Image Source : News.Nster.Com

The locals of Beijing in China dug tunnels by hand to create the Dixia Cheng city. This city built in 1970 is also known as The Underground Great Wall. The Chinese built it to survive the attacks of the cold war. The city can accommodate three hundred thousand people and save them from nuclear attacks as well. They built factories, schools, restaurants, clinics, and even theatres in this underground city.

Coober Pedy: Australia

Coober Pedy

Image Source : ChoiceHotels.Com

You probably might have heard about the opal capital of the world, well it is the other name of the Australian city, Coober Pedy. Apart from the huge number of opals mined here, the city is an underground city.

The city is located about 525 miles from Adelaide. The city features restaurants, shopping outlets, church, pubs and if someone wishes to settle here after death, there is a gray yard too. The underground accommodations are called dugouts and were built to ditch the hot weather of the region.

Derinkuyu: Turkey


Image Source : WhenOnEarth.Net

Derinkuyu is the largest underground city in Turkey, out of the few others in the region of Cappadocia. The city was carved out of volcanic rocks in the 7th – 8th century B.C., to accommodate approximately 20,000 people with their livestock. The access to this multi-level city could be blocked from inside and each floor could have been used independently.

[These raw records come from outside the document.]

//! Event category resolver.
//!
//! Resolves the (event type, event subtype, counterparty) triple of a ledger
//! entry into a display category and its presentation details. All lookups
//! are pure reads of tables that are fixed once the resolver is built.

use std::{collections::BTreeSet, sync::Arc};

use serde::Serialize;
use tracing::{debug, instrument, warn};

use crate::{
	models::{
		AccountingEventType, CategoryColor, CategoryDetails, Counterparty, EventCategory,
		EventDirection, EventSubtype, EventType,
	},
	repositories::{CounterpartyRepository, CounterpartyRepositoryTrait, CounterpartyService},
	services::resolver::{
		error::ResolverError,
		tables::{
			accounting_event_icon, CategoryDetailsTable, CategoryMapping, CATEGORY_MAPPING_TABLE,
			EVENT_CATEGORY_DETAILS, EVENT_CATEGORY_MAPPINGS,
		},
	},
	utils::constants::UNKNOWN_ICON,
};

/// Fully resolved presentation of a single ledger entry
#[derive(Debug, Clone, PartialEq, Eq, Serialize)]
pub struct ResolvedEvent {
	/// Counterparty id when one was given, the category name otherwise, empty
	/// for the unknown placeholder
	pub identifier: String,
	/// `None` only for the unknown placeholder
	pub category: Option<EventCategory>,
	pub direction: EventDirection,
	#[serde(flatten)]
	pub details: CategoryDetails,
}

impl ResolvedEvent {
	/// Placeholder shown for entries the tables cannot classify
	///
	/// The label is the subtype tag, `none` included.
	pub fn unknown(event_subtype: EventSubtype) -> Self {
		let label = event_subtype.as_str();
		Self {
			identifier: String::new(),
			category: None,
			direction: EventDirection::Neutral,
			details: CategoryDetails::new(label, UNKNOWN_ICON).with_color(CategoryColor::Error),
		}
	}
}

/// Resolves event tags into categories and presentation details
pub struct EventCategoryResolver<T: CounterpartyRepositoryTrait = CounterpartyRepository> {
	mappings: Arc<CategoryMapping>,
	details: Arc<CategoryDetailsTable>,
	counterparties: CounterpartyService<T>,
}

impl<T: CounterpartyRepositoryTrait> EventCategoryResolver<T> {
	/// Create a resolver over the built-in tables
	pub fn new(counterparties: CounterpartyService<T>) -> Self {
		Self::with_tables(
			EVENT_CATEGORY_MAPPINGS.clone(),
			EVENT_CATEGORY_DETAILS.clone(),
			counterparties,
		)
	}

	/// Create a resolver over custom tables
	pub fn with_tables(
		mappings: Arc<CategoryMapping>,
		details: Arc<CategoryDetailsTable>,
		counterparties: CounterpartyService<T>,
	) -> Self {
		Self {
			mappings,
			details,
			counterparties,
		}
	}

	pub fn counterparties(&self) -> &CounterpartyService<T> {
		&self.counterparties
	}

	pub fn category_mappings(&self) -> &CategoryMapping {
		&self.mappings
	}

	pub fn category_details(&self) -> &CategoryDetailsTable {
		&self.details
	}

	/// Category for an (event type, event subtype) pair
	pub fn resolve_category(
		&self,
		event_type: EventType,
		event_subtype: EventSubtype,
	) -> Result<EventCategory, ResolverError> {
		self.mappings
			.get(&event_type)
			.and_then(|subtypes| subtypes.get(&event_subtype))
			.copied()
			.ok_or(ResolverError::UnmappedEventCombination {
				event_type,
				event_subtype,
			})
	}

	/// Details for a category, with the counterparty override when one exists
	///
	/// An unknown or absent counterparty falls back to the category default.
	pub fn resolve_details(
		&self,
		category: EventCategory,
		counterparty: Option<&str>,
	) -> Result<CategoryDetails, ResolverError> {
		let presentation = self
			.details
			.get(&category)
			.ok_or(ResolverError::UnknownCategory(category))?;
		Ok(presentation.select(counterparty).clone())
	}

	/// Registered counterparty for an identifier
	pub fn lookup_counterparty(&self, identifier: &str) -> Result<Counterparty, ResolverError> {
		self.counterparties
			.get(identifier)
			.ok_or_else(|| ResolverError::UnknownCounterparty(identifier.to_string()))
	}

	/// Registered counterparty, or a placeholder labelled with the identifier
	pub fn counterparty_or_placeholder(&self, identifier: &str) -> Counterparty {
		self.lookup_counterparty(identifier).unwrap_or_else(|_| {
			debug!(identifier, "unknown counterparty, using placeholder");
			Counterparty::new(identifier, identifier).with_icon(UNKNOWN_ICON)
		})
	}

	/// Category, direction and details for a ledger entry
	pub fn resolve_event(
		&self,
		event_type: EventType,
		event_subtype: EventSubtype,
		counterparty: Option<&str>,
	) -> Result<ResolvedEvent, ResolverError> {
		let category = self.resolve_category(event_type, event_subtype)?;
		let presentation = self
			.details
			.get(&category)
			.ok_or(ResolverError::UnknownCategory(category))?;

		Ok(ResolvedEvent {
			identifier: counterparty.unwrap_or(category.as_str()).to_string(),
			category: Some(category),
			direction: self.category_direction(category),
			details: presentation.select(counterparty).clone(),
		})
	}

	/// Like `resolve_event`, but unresolvable entries get the unknown placeholder
	#[instrument(skip(self), level = "debug")]
	pub fn describe_event(
		&self,
		event_type: EventType,
		event_subtype: EventSubtype,
		counterparty: Option<&str>,
	) -> ResolvedEvent {
		match self.resolve_event(event_type, event_subtype, counterparty) {
			Ok(resolved) => resolved,
			Err(error) => {
				warn!(%error, "falling back to unknown event presentation");
				ResolvedEvent::unknown(event_subtype)
			}
		}
	}

	pub fn category_direction(&self, category: EventCategory) -> EventDirection {
		category.direction()
	}

	pub fn accounting_event_icon(&self, event_type: AccountingEventType) -> &'static str {
		accounting_event_icon(event_type)
	}

	/// Every (type, subtype) pair this resolver can classify
	///
	/// Built-in pairs come in table order; pairs only present in custom tables
	/// follow, sorted.
	pub fn mapped_combinations(&self) -> Vec<(EventType, EventSubtype, EventCategory)> {
		let mut combinations: Vec<_> = CATEGORY_MAPPING_TABLE
			.iter()
			.flat_map(|(event_type, entries)| {
				entries
					.iter()
					.map(move |(subtype, _)| (*event_type, *subtype))
			})
			.filter_map(|(event_type, subtype)| {
				self.resolve_category(event_type, subtype)
					.ok()
					.map(|category| (event_type, subtype, category))
			})
			.collect();

		let known: BTreeSet<_> = combinations.iter().map(|(t, s, _)| (*t, *s)).collect();
		let mut extra: Vec<_> = self
			.mappings
			.iter()
			.flat_map(|(event_type, subtypes)| {
				subtypes
					.iter()
					.map(move |(subtype, category)| (*event_type, *subtype, *category))
			})
			.filter(|(t, s, _)| !known.contains(&(*t, *s)))
			.collect();
		extra.sort();
		combinations.extend(extra);
		combinations
	}

	/// Check the tables for consistency
	///
	/// Meant to run once at startup. Collects every problem found:
	/// - a category without details (mapped or not)
	/// - details with an empty label or icon
	/// - an override keyed by a counterparty that is not registered
	pub fn validate(&self) -> Result<(), ResolverError> {
		let mut problems = Vec::new();

		let mapped: BTreeSet<EventCategory> = self
			.mappings
			.values()
			.flat_map(|subtypes| subtypes.values().copied())
			.collect();
		for category in &mapped {
			if !self.details.contains_key(category) {
				problems.push(format!(
					"category '{}' is produced by the mapping but has no details",
					category
				));
			}
		}
		for category in EventCategory::ALL {
			if !mapped.contains(&category) && !self.details.contains_key(&category) {
				problems.push(format!("category '{}' has no details", category));
			}
		}

		let mut categories: Vec<_> = self.details.keys().copied().collect();
		categories.sort();
		for category in categories {
			let presentation = &self.details[&category];
			if presentation.default.label.trim().is_empty()
				|| presentation.default.icon.trim().is_empty()
			{
				problems.push(format!(
					"category '{}' has an empty default label or icon",
					category
				));
			}

			let mut overrides: Vec<_> = presentation.overrides.iter().collect();
			overrides.sort_by(|a, b| a.0.cmp(b.0));
			for (counterparty, details) in overrides {
				if details.label.trim().is_empty() || details.icon.trim().is_empty() {
					problems.push(format!(
						"category '{}' override for '{}' has an empty label or icon",
						category, counterparty
					));
				}
				if !self.counterparties.contains(counterparty) {
					problems.push(format!(
						"category '{}' override references unknown counterparty '{}'",
						category, counterparty
					));
				}
			}
		}

		if problems.is_empty() {
			debug!(
				combinations = mapped.len(),
				categories = self.details.len(),
				"category tables validated"
			);
			Ok(())
		} else {
			Err(ResolverError::Validation(problems))
		}
	}
}
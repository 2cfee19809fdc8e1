//! History event classification tags.
//!
//! `EventType` and `EventSubtype` are attached to every decoded ledger entry;
//! `EventCategory` is the display-oriented classification derived from the
//! pair. All three are closed sets and serialize in `snake_case`, matching the
//! tags used on the wire by the decoders.

use serde::{Deserialize, Serialize};
use std::{fmt, str::FromStr};

/// Error returned when a string does not name a known tag
#[derive(Debug, Clone, PartialEq, Eq)]
pub struct ParseTagError {
	/// Kind of tag that was being parsed (e.g. "event type")
	pub kind: &'static str,
	/// The rejected input
	pub value: String,
}

impl fmt::Display for ParseTagError {
	fn fmt(&self, f: &mut fmt::Formatter<'_>) -> fmt::Result {
		write!(f, "Unknown {}: '{}'", self.kind, self.value)
	}
}

impl std::error::Error for ParseTagError {}

/// Broad nature of a ledger entry
#[derive(Debug, Clone, Copy, PartialEq, Eq, Hash, PartialOrd, Ord, Serialize, Deserialize)]
#[serde(rename_all = "snake_case")]
pub enum EventType {
	Informational,
	Receive,
	Deposit,
	Spend,
	Withdrawal,
	Trade,
	Renew,
	Staking,
	Transfer,
	Adjustment,
	Deploy,
	Migrate,
}

impl EventType {
	/// Every event type, in declaration order
	pub const ALL: [EventType; 12] = [
		EventType::Informational,
		EventType::Receive,
		EventType::Deposit,
		EventType::Spend,
		EventType::Withdrawal,
		EventType::Trade,
		EventType::Renew,
		EventType::Staking,
		EventType::Transfer,
		EventType::Adjustment,
		EventType::Deploy,
		EventType::Migrate,
	];

	pub fn as_str(&self) -> &'static str {
		match self {
			EventType::Informational => "informational",
			EventType::Receive => "receive",
			EventType::Deposit => "deposit",
			EventType::Spend => "spend",
			EventType::Withdrawal => "withdrawal",
			EventType::Trade => "trade",
			EventType::Renew => "renew",
			EventType::Staking => "staking",
			EventType::Transfer => "transfer",
			EventType::Adjustment => "adjustment",
			EventType::Deploy => "deploy",
			EventType::Migrate => "migrate",
		}
	}
}

/// Refinement of an `EventType`
///
/// Not every (type, subtype) pair is meaningful; see the category mapping
/// table for the pairs that are.
#[derive(Debug, Clone, Copy, PartialEq, Eq, Hash, PartialOrd, Ord, Serialize, Deserialize)]
#[serde(rename_all = "snake_case")]
pub enum EventSubtype {
	None,
	Governance,
	RemoveAsset,
	PlaceOrder,
	Create,
	Update,
	Apply,
	Approve,
	Reward,
	ReceiveWrapped,
	GenerateDebt,
	ReturnWrapped,
	Airdrop,
	Donate,
	Liquidate,
	DepositAsset,
	Bridge,
	Fee,
	PaybackDebt,
	CancelOrder,
	Refund,
	Spend,
	Receive,
	Nft,
	BlockProduction,
	MevReward,
}

impl EventSubtype {
	/// Every event subtype, in declaration order
	pub const ALL: [EventSubtype; 26] = [
		EventSubtype::None,
		EventSubtype::Governance,
		EventSubtype::RemoveAsset,
		EventSubtype::PlaceOrder,
		EventSubtype::Create,
		EventSubtype::Update,
		EventSubtype::Apply,
		EventSubtype::Approve,
		EventSubtype::Reward,
		EventSubtype::ReceiveWrapped,
		EventSubtype::GenerateDebt,
		EventSubtype::ReturnWrapped,
		EventSubtype::Airdrop,
		EventSubtype::Donate,
		EventSubtype::Liquidate,
		EventSubtype::DepositAsset,
		EventSubtype::Bridge,
		EventSubtype::Fee,
		EventSubtype::PaybackDebt,
		EventSubtype::CancelOrder,
		EventSubtype::Refund,
		EventSubtype::Spend,
		EventSubtype::Receive,
		EventSubtype::Nft,
		EventSubtype::BlockProduction,
		EventSubtype::MevReward,
	];

	pub fn as_str(&self) -> &'static str {
		match self {
			EventSubtype::None => "none",
			EventSubtype::Governance => "governance",
			EventSubtype::RemoveAsset => "remove_asset",
			EventSubtype::PlaceOrder => "place_order",
			EventSubtype::Create => "create",
			EventSubtype::Update => "update",
			EventSubtype::Apply => "apply",
			EventSubtype::Approve => "approve",
			EventSubtype::Reward => "reward",
			EventSubtype::ReceiveWrapped => "receive_wrapped",
			EventSubtype::GenerateDebt => "generate_debt",
			EventSubtype::ReturnWrapped => "return_wrapped",
			EventSubtype::Airdrop => "airdrop",
			EventSubtype::Donate => "donate",
			EventSubtype::Liquidate => "liquidate",
			EventSubtype::DepositAsset => "deposit_asset",
			EventSubtype::Bridge => "bridge",
			EventSubtype::Fee => "fee",
			EventSubtype::PaybackDebt => "payback_debt",
			EventSubtype::CancelOrder => "cancel_order",
			EventSubtype::Refund => "refund",
			EventSubtype::Spend => "spend",
			EventSubtype::Receive => "receive",
			EventSubtype::Nft => "nft",
			EventSubtype::BlockProduction => "block_production",
			EventSubtype::MevReward => "mev_reward",
		}
	}
}

/// Which way value moves for a category, relative to the tracked account
#[derive(Debug, Clone, Copy, PartialEq, Eq, Hash, Serialize, Deserialize)]
#[serde(rename_all = "lowercase")]
pub enum EventDirection {
	In,
	Out,
	Neutral,
}

/// Display category derived from an (event type, event subtype) pair
#[derive(Debug, Clone, Copy, PartialEq, Eq, Hash, PartialOrd, Ord, Serialize, Deserialize)]
#[serde(rename_all = "snake_case")]
pub enum EventCategory {
	Send,
	Receive,
	SwapOut,
	SwapIn,
	MigrateOut,
	MigrateIn,
	Approval,
	Deposit,
	Withdraw,
	Airdrop,
	Borrow,
	Repay,
	Deploy,
	DeployWithSpend,
	BridgeDeposit,
	BridgeWithdrawal,
	Governance,
	Donate,
	ReceiveDonation,
	Renew,
	PlaceOrder,
	Transfer,
	StakingReward,
	ClaimReward,
	LiquidationReward,
	LiquidationLoss,
	Informational,
	CancelOrder,
	Refund,
	Fee,
	MevReward,
	CreateBlock,
	CreateProject,
	UpdateProject,
	Apply,
}

impl EventCategory {
	/// Every event category, in declaration order
	pub const ALL: [EventCategory; 35] = [
		EventCategory::Send,
		EventCategory::Receive,
		EventCategory::SwapOut,
		EventCategory::SwapIn,
		EventCategory::MigrateOut,
		EventCategory::MigrateIn,
		EventCategory::Approval,
		EventCategory::Deposit,
		EventCategory::Withdraw,
		EventCategory::Airdrop,
		EventCategory::Borrow,
		EventCategory::Repay,
		EventCategory::Deploy,
		EventCategory::DeployWithSpend,
		EventCategory::BridgeDeposit,
		EventCategory::BridgeWithdrawal,
		EventCategory::Governance,
		EventCategory::Donate,
		EventCategory::ReceiveDonation,
		EventCategory::Renew,
		EventCategory::PlaceOrder,
		EventCategory::Transfer,
		EventCategory::StakingReward,
		EventCategory::ClaimReward,
		EventCategory::LiquidationReward,
		EventCategory::LiquidationLoss,
		EventCategory::Informational,
		EventCategory::CancelOrder,
		EventCategory::Refund,
		EventCategory::Fee,
		EventCategory::MevReward,
		EventCategory::CreateBlock,
		EventCategory::CreateProject,
		EventCategory::UpdateProject,
		EventCategory::Apply,
	];

	pub fn as_str(&self) -> &'static str {
		match self {
			EventCategory::Send => "send",
			EventCategory::Receive => "receive",
			EventCategory::SwapOut => "swap_out",
			EventCategory::SwapIn => "swap_in",
			EventCategory::MigrateOut => "migrate_out",
			EventCategory::MigrateIn => "migrate_in",
			EventCategory::Approval => "approval",
			EventCategory::Deposit => "deposit",
			EventCategory::Withdraw => "withdraw",
			EventCategory::Airdrop => "airdrop",
			EventCategory::Borrow => "borrow",
			EventCategory::Repay => "repay",
			EventCategory::Deploy => "deploy",
			EventCategory::DeployWithSpend => "deploy_with_spend",
			EventCategory::BridgeDeposit => "bridge_deposit",
			EventCategory::BridgeWithdrawal => "bridge_withdrawal",
			EventCategory::Governance => "governance",
			EventCategory::Donate => "donate",
			EventCategory::ReceiveDonation => "receive_donation",
			EventCategory::Renew => "renew",
			EventCategory::PlaceOrder => "place_order",
			EventCategory::Transfer => "transfer",
			EventCategory::StakingReward => "staking_reward",
			EventCategory::ClaimReward => "claim_reward",
			EventCategory::LiquidationReward => "liquidation_reward",
			EventCategory::LiquidationLoss => "liquidation_loss",
			EventCategory::Informational => "informational",
			EventCategory::CancelOrder => "cancel_order",
			EventCategory::Refund => "refund",
			EventCategory::Fee => "fee",
			EventCategory::MevReward => "mev_reward",
			EventCategory::CreateBlock => "create_block",
			EventCategory::CreateProject => "create_project",
			EventCategory::UpdateProject => "update_project",
			EventCategory::Apply => "apply",
		}
	}

	/// Direction of value flow for this category
	pub fn direction(&self) -> EventDirection {
		use EventCategory::*;
		match self {
			Receive | SwapIn | MigrateIn | Withdraw | Airdrop | Borrow | BridgeWithdrawal
			| ReceiveDonation | StakingReward | ClaimReward | LiquidationReward | CancelOrder
			| Refund | MevReward | CreateBlock => EventDirection::In,
			Send | SwapOut | MigrateOut | Deposit | Repay | DeployWithSpend | BridgeDeposit
			| Donate | Renew | LiquidationLoss | Fee => EventDirection::Out,
			Approval | Deploy | Governance | PlaceOrder | Transfer | Informational
			| CreateProject | UpdateProject | Apply => EventDirection::Neutral,
		}
	}
}

fn parse_tag<T: Copy>(
	kind: &'static str,
	all: &[T],
	as_str: impl Fn(&T) -> &'static str,
	s: &str,
) -> Result<T, ParseTagError> {
	let normalized = s.trim().to_ascii_lowercase().replace([' ', '-'], "_");
	all.iter()
		.find(|tag| as_str(*tag) == normalized)
		.copied()
		.ok_or_else(|| ParseTagError {
			kind,
			value: s.to_string(),
		})
}

impl FromStr for EventType {
	type Err = ParseTagError;

	fn from_str(s: &str) -> Result<Self, Self::Err> {
		parse_tag("event type", &Self::ALL, Self::as_str, s)
	}
}

impl FromStr for EventSubtype {
	type Err = ParseTagError;

	fn from_str(s: &str) -> Result<Self, Self::Err> {
		parse_tag("event subtype", &Self::ALL, Self::as_str, s)
	}
}

impl FromStr for EventCategory {
	type Err = ParseTagError;

	fn from_str(s: &str) -> Result<Self, Self::Err> {
		parse_tag("event category", &Self::ALL, Self::as_str, s)
	}
}

impl fmt::Display for EventType {
	fn fmt(&self, f: &mut fmt::Formatter<'_>) -> fmt::Result {
		write!(f, "{}", self.as_str())
	}
}

impl fmt::Display for EventSubtype {
	fn fmt(&self, f: &mut fmt::Formatter<'_>) -> fmt::Result {
		write!(f, "{}", self.as_str())
	}
}

impl fmt::Display for EventCategory {
	fn fmt(&self, f: &mut fmt::Formatter<'_>) -> fmt::Result {
		write!(f, "{}", self.as_str())
	}
}
//! Ledger event category resolution.
//!
//! Translates the (event type, event subtype) tags a decoder attaches to a
//! ledger entry into a display category, and resolves the label, icon and
//! color shown for that category, optionally specialised for a counterparty.
//!
//! # Architecture
//! - `models`: event tags, category details, counterparties, config loading
//! - `repositories`: the counterparty registry
//! - `services`: the event category resolver and its built-in tables
//! - `bootstrap`: one-time construction and validation at startup
//! - `utils`: logging and shared constants
//!
//! # Example
//! ```no_run
//! use event_category_resolver::{
//! 	bootstrap::initialize_services,
//! 	models::{EventSubtype, EventType},
//! };
//!
//! let resolver = initialize_services(None)?;
//! let event = resolver.resolve_event(EventType::Spend, EventSubtype::Fee, Some("gas"))?;
//! assert_eq!(event.details.label, "gas fee");
//! # Ok::<(), event_category_resolver::services::resolver::ResolverError>(())
//! ```

pub mod bootstrap;
pub mod models;
pub mod repositories;
pub mod services;
pub mod utils;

The city was used during the Arab-Byzantine war in the 780-1180 AD. The city was opened for tourists in 1969, and became an exciting attraction since then.

Matmata: Tunisia


Image Source : Odegam.Ivector.Co.Uk

As per a survey, the population of this small town in the southern part of Tunisia was 2,116 in 2004. The underground dwellers of this town were not much known until 1967, only the local tribes men new about the underground caves and their inhabitants.

Some troglodyte homes collapsed due to massive rains in 1967, a delegation from the town went to the regional headquarter for help. There, the community of the underground people was not known. The authorities helped the locals rebuilt homes on the surface. Some re-built their dwellings underground. Now, the town attracts thousands of tourists everywhere.

It is amazing to see how people in olden times developed these dwellings. These have taken the toll of time and managed to survive until date. These are popular tourist attractions of their region, visiting them would be worth the effort.